Sep 19, 2024 - Sale 2678

Sale 2678 - Lot 94

Price Realized: $ 11,700
?Final Price Realized includes Buyer’s Premium added to Hammer Price
Estimate: $ 6,000 - $ 9,000
WILL BARNET (1911-2012)
Yellow Bed.

Oil on canvas, 1941. 490x562 mm; 19¼x22¼ inches. Signed lower right, and signed, titled and inscribed with the artist's address verso.

Provenance
Bertha Schaefer Gallery, New York (label)
Thence to the Estate of Bertha, Schaefer, New York, 1971.
Sotheby Parke Bernet, Inc., New York, December 13, 1972, lot 56.
Private collection, New York.
Thence by descent to current owner, New York.

Exhibited
Institute of Contemporary Arts, Boston, before December 1972 (label).

Additional Details

Will Barnet came to New York City in 1930 with a scholarship to attend the Art Students League. Far less traditional and academic than the Boston Museum School which he previously attended, the Art Students League was an environment of experimentation and gave the young artists freedom to pursue their own paths. Barnet counted Stuart Davis and Charles Locke as two of his early mentors who showed the young artist new styles. It was during this early period that Barnet's compassion and warmth towards his subjects came to the forefront. While Barnet's work of the 1930's focused on others' quotidian dramas, the outbreak of World War II spurred a period of looking inward.

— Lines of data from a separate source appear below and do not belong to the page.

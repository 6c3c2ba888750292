//! `Supports` (spec.md §3, §4.5): a nested engine per `@supports` condition.

use indexmap::IndexMap;

use crate::model::engine::Engine;

/// `{ name, rules: condition -> Engine }` (spec.md §3).
///
/// Two `@supports` blocks whose conditions overlap are merged entity-wise
/// into one nested [`Engine`] rather than kept as separate entries
/// (spec.md §4.5).
#[derive(Debug, Clone, PartialEq)]
pub struct Supports {
  pub name: String,
  pub rules: IndexMap<String, Engine>,
}

impl Supports {
  pub fn new(name: impl Into<String>) -> Supports {
    Supports { name: name.into(), rules: IndexMap::new() }
  }

  pub fn engine_for(&mut self, condition: &str) -> &mut Engine {
    self.rules.entry(condition.to_string()).or_insert_with(Engine::new)
  }

  pub fn supports_equal(a: &Supports, b: &Supports) -> bool {
    crate::equivalence::maps_equal(&a.rules, &b.rules, Engine::engines_equal)
  }
}
//! `Keyframes` and `KeyframesSelector` (spec.md §3, §4.4).

use indexmap::IndexMap;

use crate::property::Property;

#[derive(Debug, Clone, PartialEq)]
pub struct KeyframesSelector {
  pub offset: String,
  pub properties: IndexMap<String, Property>,
}

impl KeyframesSelector {
  pub fn new(offset: impl Into<String>) -> KeyframesSelector {
    KeyframesSelector { offset: normalize_offset(&offset.into()), properties: IndexMap::new() }
  }

  pub fn add_declaration(&mut self, name: &str, raw_value: &str, important: bool) {
    let property = self.properties.entry(name.to_string()).or_insert_with(|| Property::new(name));
    property.add_declaration(raw_value, important, &[]);
  }

  pub fn keyframes_selectors_equal(a: &KeyframesSelector, b: &KeyframesSelector) -> bool {
    crate::equivalence::maps_equal(&a.properties, &b.properties, Property::properties_equal)
  }
}

/// Normalizes the `from`/`to` keywords to `0%`/`100%` (spec.md §3 invariant).
pub fn normalize_offset(offset: &str) -> String {
  match offset.trim().to_ascii_lowercase().as_str() {
    "from" => "0%".to_string(),
    "to" => "100%".to_string(),
    other => other.to_string(),
  }
}

/// `{ name, rules: condition -> offset -> KeyframesSelector }` (spec.md §3).
///
/// Invariant: re-declaration under the same condition *replaces* prior rules
/// rather than merging, matching CSS `@keyframes` semantics.
#[derive(Debug, Clone, PartialEq)]
pub struct Keyframes {
  pub name: String,
  pub rules: IndexMap<String, IndexMap<String, KeyframesSelector>>,
}

impl Keyframes {
  pub fn new(name: impl Into<String>) -> Keyframes {
    Keyframes { name: name.into(), rules: IndexMap::new() }
  }

  /// Replaces whatever rules existed for `condition` with `offsets` wholesale.
  pub fn replace_rules(&mut self, condition: &str, offsets: IndexMap<String, KeyframesSelector>) {
    self.rules.insert(condition.to_string(), offsets);
  }

  pub fn keyframes_equal(a: &Keyframes, b: &Keyframes) -> bool {
    crate::equivalence::maps_equal(&a.rules, &b.rules, |ra, rb| {
      crate::equivalence::maps_equal(ra, rb, KeyframesSelector::keyframes_selectors_equal)
    })
  }
}

#[cfg(test)]
mod tests {
  use super::*;

  #[test]
  fn keyword_offsets_normalize() {
    assert_eq!(normalize_offset("from"), "0%");
    assert_eq!(normalize_offset("to"), "100%");
    assert_eq!(normalize_offset("50%"), "50%");
  }

  #[test]
  fn redeclaration_replaces_not_merges() {
    let mut k = Keyframes::new("k");
    let mut first = IndexMap::new();
    first.insert("0%".to_string(), KeyframesSelector::new("0%"));
    first.insert("50%".to_string(), KeyframesSelector::new("50%"));
    k.replace_rules("all", first);

    let mut second = IndexMap::new();
    second.insert("0%".to_string(), KeyframesSelector::new("0%"));
    k.replace_rules("all", second);

    assert_eq!(k.rules["all"].len(), 1);
  }
}
//! End-to-end CLI scenarios (spec.md §8), driven through the built binary
//! the way `assert_cmd` exercises any CLI.

use assert_cmd::Command;
use assert_fs::prelude::*;
use assert_fs::TempDir;
use indoc::indoc;
use predicates::prelude::*;

fn css_compare() -> Command {
  Command::cargo_bin("css_compare").unwrap()
}

fn write_css(dir: &TempDir, name: &str, contents: &str) -> assert_fs::fixture::ChildPath {
  let file = dir.child(name);
  file.write_str(contents).unwrap();
  file
}

#[test]
fn color_notation_is_equivalent() {
  let dir = TempDir::new().unwrap();
  let a = write_css(&dir, "a.css", ".a { color: red; }");
  let b = write_css(&dir, "b.css", ".a { color: #ff0000; }");

  css_compare().arg(a.path()).arg(b.path()).assert().success().stdout(predicate::str::diff("true\n"));
}

#[test]
fn duplicate_token_selectors_are_equivalent() {
  let dir = TempDir::new().unwrap();
  let a = write_css(&dir, "a.css", ".a.b.a { color: red; }");
  let b = write_css(&dir, "b.css", ".a.b { color: red; }");

  css_compare().arg(a.path()).arg(b.path()).assert().success().stdout(predicate::str::diff("true\n"));
}

#[test]
fn important_cascade_matches_later_important_wins() {
  let dir = TempDir::new().unwrap();
  let a = write_css(
    &dir,
    "a.css",
    indoc! {"
      .a { color: red !important; }
      .a { color: blue !important; }
    "},
  );
  let b = write_css(&dir, "b.css", ".a { color: blue !important; }");

  css_compare().arg(a.path()).arg(b.path()).assert().success().stdout(predicate::str::diff("true\n"));
}

#[test]
fn later_non_important_wins_over_earlier() {
  let dir = TempDir::new().unwrap();
  let a = write_css(&dir, "a.css", ".a { color: red; } .a { color: blue; }");
  let b = write_css(&dir, "b.css", ".a { color: blue; }");

  css_compare().arg(a.path()).arg(b.path()).assert().success().stdout(predicate::str::diff("true\n"));
}

#[test]
fn mismatched_media_condition_is_not_equivalent() {
  let dir = TempDir::new().unwrap();
  let a = write_css(&dir, "a.css", "@media screen { .a { color: red; } }");
  let b = write_css(&dir, "b.css", "@media print { .a { color: red; } }");

  css_compare().arg(a.path()).arg(b.path()).assert().success().stdout(predicate::str::diff("false\n"));
}

#[test]
fn keyframes_keyword_offsets_normalize() {
  let dir = TempDir::new().unwrap();
  let a = write_css(&dir, "a.css", "@keyframes spin { from { opacity: 0; } to { opacity: 1; } }");
  let b = write_css(&dir, "b.css", "@keyframes spin { 0% { opacity: 0; } 100% { opacity: 1; } }");

  css_compare().arg(a.path()).arg(b.path()).assert().success().stdout(predicate::str::diff("true\n"));
}

#[test]
fn writes_result_to_output_file_when_given() {
  let dir = TempDir::new().unwrap();
  let a = write_css(&dir, "a.css", ".a { color: red; }");
  let b = write_css(&dir, "b.css", ".a { color: red; }");
  let out = dir.child("result.txt");

  css_compare().arg(a.path()).arg(b.path()).arg(out.path()).assert().success();
  out.assert(predicate::str::diff("true\n"));
}

#[test]
fn missing_input_file_fails_with_nonzero_exit() {
  let dir = TempDir::new().unwrap();
  let a = write_css(&dir, "a.css", ".a { color: red; }");

  css_compare().arg(a.path()).arg(dir.child("missing.css").path()).assert().failure();
}

#[test]
fn import_is_resolved_relative_to_importing_file() {
  let dir = TempDir::new().unwrap();
  write_css(&dir, "base.css", ".a { color: blue; }");
  let a = write_css(&dir, "a.css", "@import \"base.css\"; .a { color: red; }");
  let b = write_css(
    &dir,
    "b.css",
    indoc! {"
      .a { color: blue; }
      .a { color: red; }
    "},
  );

  css_compare().arg(a.path()).arg(b.path()).assert().success().stdout(predicate::str::diff("true\n"));
}
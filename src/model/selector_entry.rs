//! `Selector` (spec.md §3): a canonical selector name plus its properties.

use indexmap::IndexMap;

use crate::property::Property;

#[derive(Debug, Clone, PartialEq)]
pub struct Selector {
  pub canonical_name: String,
  pub properties: IndexMap<String, Property>,
}

impl Selector {
  pub fn new(canonical_name: impl Into<String>) -> Selector {
    Selector { canonical_name: canonical_name.into(), properties: IndexMap::new() }
  }

  pub fn add_declaration(&mut self, name: &str, raw_value: &str, important: bool, conditions: &[String]) {
    let property = self.properties.entry(name.to_string()).or_insert_with(|| Property::new(name));
    property.add_declaration(raw_value, important, conditions);
  }

  pub fn selectors_equal(a: &Selector, b: &Selector) -> bool {
    crate::equivalence::maps_equal(&a.properties, &b.properties, Property::properties_equal)
  }
}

Perhaps turning to more intimate subjects of his young family acted as a cocoon against the War's atrocities, or an effort to recapture the humanity of his earlier works. The present work is typical of this period, when Barnet was experimenting with bright swathes of vivid color in place of shadow, and he switched his focus to scenes of domesticity.

Barnet had a long association with Bertha Schaefer, the founder of the eponymous New York gallery, his first solo exhibition at the gallery was in 1946, and he showed there regularly through the 1960's.